- **TASK BRIEF**
Search the data for the string "domain" and copy each line where it turns up.

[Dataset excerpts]
Start of Block
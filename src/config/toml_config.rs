use crate::config::SeatingConfig;
use crate::domain::model::{ExportFormat, RoomLayout};
use crate::utils::error::{Result, SeatingError};
use regex::Regex;
use serde::{Deserialize, Serialize};
use std::path::Path;

/// On-disk settings file. Every section and key is optional; whatever is
/// missing falls back to the built-in defaults.
#[derive(Debug, Clone, Default, Serialize, Deserialize)]
#[serde(deny_unknown_fields)]
pub struct TomlConfig {
    pub layout: Option<LayoutSection>,
    pub branches: Option<BranchesSection>,
    pub files: Option<FilesSection>,
}

#[derive(Debug, Clone, Default, Serialize, Deserialize)]
#[serde(deny_unknown_fields)]
pub struct LayoutSection {
    pub rooms: Option<usize>,
    pub rows: Option<usize>,
    pub columns: Option<usize>,
}

#[derive(Debug, Clone, Default, Serialize, Deserialize)]
#[serde(deny_unknown_fields)]
pub struct BranchesSection {
    pub order: Option<Vec<String>>,
}

#[derive(Debug, Clone, Default, Serialize, Deserialize)]
#[serde(deny_unknown_fields)]
pub struct FilesSection {
    pub input: Option<String>,
    pub output: Option<String>,
    pub format: Option<ExportFormat>,
}

impl TomlConfig {
    pub fn from_file<P: AsRef<Path>>(path: P) -> Result<Self> {
        let content = std::fs::read_to_string(&path).map_err(|e| SeatingError::ConfigError {
            message: format!(
                "cannot read config file '{}': {}",
                path.as_ref().display(),
                e
            ),
        })?;
        Self::from_toml_str(&content)
    }

    pub fn from_toml_str(content: &str) -> Result<Self> {
        let processed_content = Self::substitute_env_vars(content)?;

        toml::from_str(&processed_content).map_err(|e| SeatingError::ConfigValidationError {
            field: "toml_parsing".to_string(),
            message: format!("TOML parsing error: {}", e),
        })
    }

    /// Replaces `${VAR}` with the environment value; unknown variables are
    /// left as written.
    fn substitute_env_vars(content: &str) -> Result<String> {
        let re = Regex::new(r"\$\{([^}]+)\}").map_err(|e| SeatingError::ConfigError {
            message: format!("invalid substitution pattern: {}", e),
        })?;

        let result = re.replace_all(content, |caps: &regex::Captures| {
            let var_name = &caps[1];
            std::env::var(var_name).unwrap_or_else(|_| format!("${{{}}}", var_name))
        });

        Ok(result.into_owned())
    }

    /// Layers this file over `base`.
    pub fn apply_to(&self, base: SeatingConfig) -> SeatingConfig {
        let mut config = base;

        if let Some(layout) = &self.layout {
            config.layout = RoomLayout::new(
                layout.rooms.unwrap_or(config.layout.rooms),
                layout.rows.unwrap_or(config.layout.rows),
                layout.columns.unwrap_or(config.layout.columns),
            );
        }

        if let Some(order) = self.branches.as_ref().and_then(|b| b.order.clone()) {
            config.branches = order;
        }

        if let Some(files) = &self.files {
            if let Some(input) = &files.input {
                config.input_path = input.clone();
            }
            if let Some(output) = &files.output {
                config.output_path = output.clone();
            }
            if let Some(format) = files.format {
                config.export_format = format;
            }
        }

        config
    }
}
use crate::core::queue::GroupQueue;
use crate::domain::model::{Student, DEFAULT_BRANCHES};

/// Outcome of bucketing an input file into branch queues.
#[derive(Debug, Clone, Default, PartialEq, Eq)]
pub struct LoadReport {
    pub accepted: usize,
    /// Roll numbers whose branch code is not in the configured order.
    pub unrecognized: Vec<String>,
    /// Trailing token without a branch partner.
    pub malformed: usize,
}

impl LoadReport {
    pub fn dropped(&self) -> usize {
        self.unrecognized.len() + self.malformed
    }
}

/// One queue per recognized branch, in round-robin order.
#[derive(Debug, Clone)]
pub struct BranchRoster {
    branches: Vec<(String, GroupQueue)>,
}

impl BranchRoster {
    pub fn new<I, S>(order: I) -> Self
    where
        I: IntoIterator<Item = S>,
        S: Into<String>,
    {
        Self {
            branches: order
                .into_iter()
                .map(|code| (code.into(), GroupQueue::new()))
                .collect(),
        }
    }

    /// Routes a student to its branch queue. Returns `false` if the
    /// branch is not one of ours.
    pub fn enqueue(&mut self, student: Student) -> bool {
        match self.queue_mut(&student.branch) {
            Some(queue) => {
                queue.enqueue(student);
                true
            }
            None => false,
        }
    }

    /// Reads `<roll> <branch>` pairs from whitespace-separated text.
    /// Line breaks carry no meaning; only token order does.
    pub fn load_str(&mut self, text: &str) -> LoadReport {
        let mut report = LoadReport::default();
        let mut tokens = text.split_whitespace();

        while let Some(roll_number) = tokens.next() {
            let Some(branch) = tokens.next() else {
                tracing::debug!("Skipping unpaired trailing token '{}'", roll_number);
                report.malformed += 1;
                break;
            };

            if self.enqueue(Student::new(roll_number, branch)) {
                report.accepted += 1;
            } else {
                tracing::debug!(
                    "Dropping {}: branch '{}' is not recognized",
                    roll_number,
                    branch
                );
                report.unrecognized.push(roll_number.to_string());
            }
        }

        report
    }

    pub fn branch_codes(&self) -> impl Iterator<Item = &str> {
        self.branches.iter().map(|(code, _)| code.as_str())
    }

    pub fn queue(&self, branch: &str) -> Option<&GroupQueue> {
        self.branches
            .iter()
            .find(|(code, _)| code == branch)
            .map(|(_, queue)| queue)
    }

    fn queue_mut(&mut self, branch: &str) -> Option<&mut GroupQueue> {
        self.branches
            .iter_mut()
            .find(|(code, _)| code == branch)
            .map(|(_, queue)| queue)
    }

    pub fn branch_count(&self) -> usize {
        self.branches.len()
    }

    /// Queue at a round-robin slot, with its branch code.
    pub(crate) fn slot_mut(&mut self, turn: usize) -> (&str, &mut GroupQueue) {
        let slot = &mut self.branches[turn];
        (slot.0.as_str(), &mut slot.1)
    }

    pub(crate) fn slot_is_empty(&self, turn: usize) -> bool {
        self.branches[turn].1.is_empty()
    }

    pub fn all_empty(&self) -> bool {
        self.branches.iter().all(|(_, queue)| queue.is_empty())
    }

    pub fn remaining(&self) -> usize {
        self.branches.iter().map(|(_, queue)| queue.len()).sum()
    }
}

impl Default for BranchRoster {
    fn default() -> Self {
        Self::new(DEFAULT_BRANCHES)
    }
}
use crate::app::search::SearchSession;
use crate::core::engine::{SeatingEngine, SeatingPlan};
use crate::domain::ports::{ConfigProvider, Storage};
use crate::utils::error::Result;
use std::io::{BufRead, Write};

/// Runs the interactive search and then exports the plan. A broken console
/// ends the search but never skips the export.
pub fn search_then_export<S, C, R, W>(
    engine: &SeatingEngine<S, C>,
    plan: &SeatingPlan,
    input: R,
    output: W,
) -> Result<String>
where
    S: Storage,
    C: ConfigProvider,
    R: BufRead,
    W: Write,
{
    if let Err(e) = SearchSession::new(&plan.grid).run(input, output) {
        tracing::error!("Search session ended early: {}", e);
    }
    engine.export(plan)
}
End of Block
- **THE ANSWER**
use crate::domain::model::{ExportFormat, RoomLayout};
use crate::domain::model::{Student, DEFAULT_BRANCHES};
use crate::domain::ports::{ConfigProvider, Storage};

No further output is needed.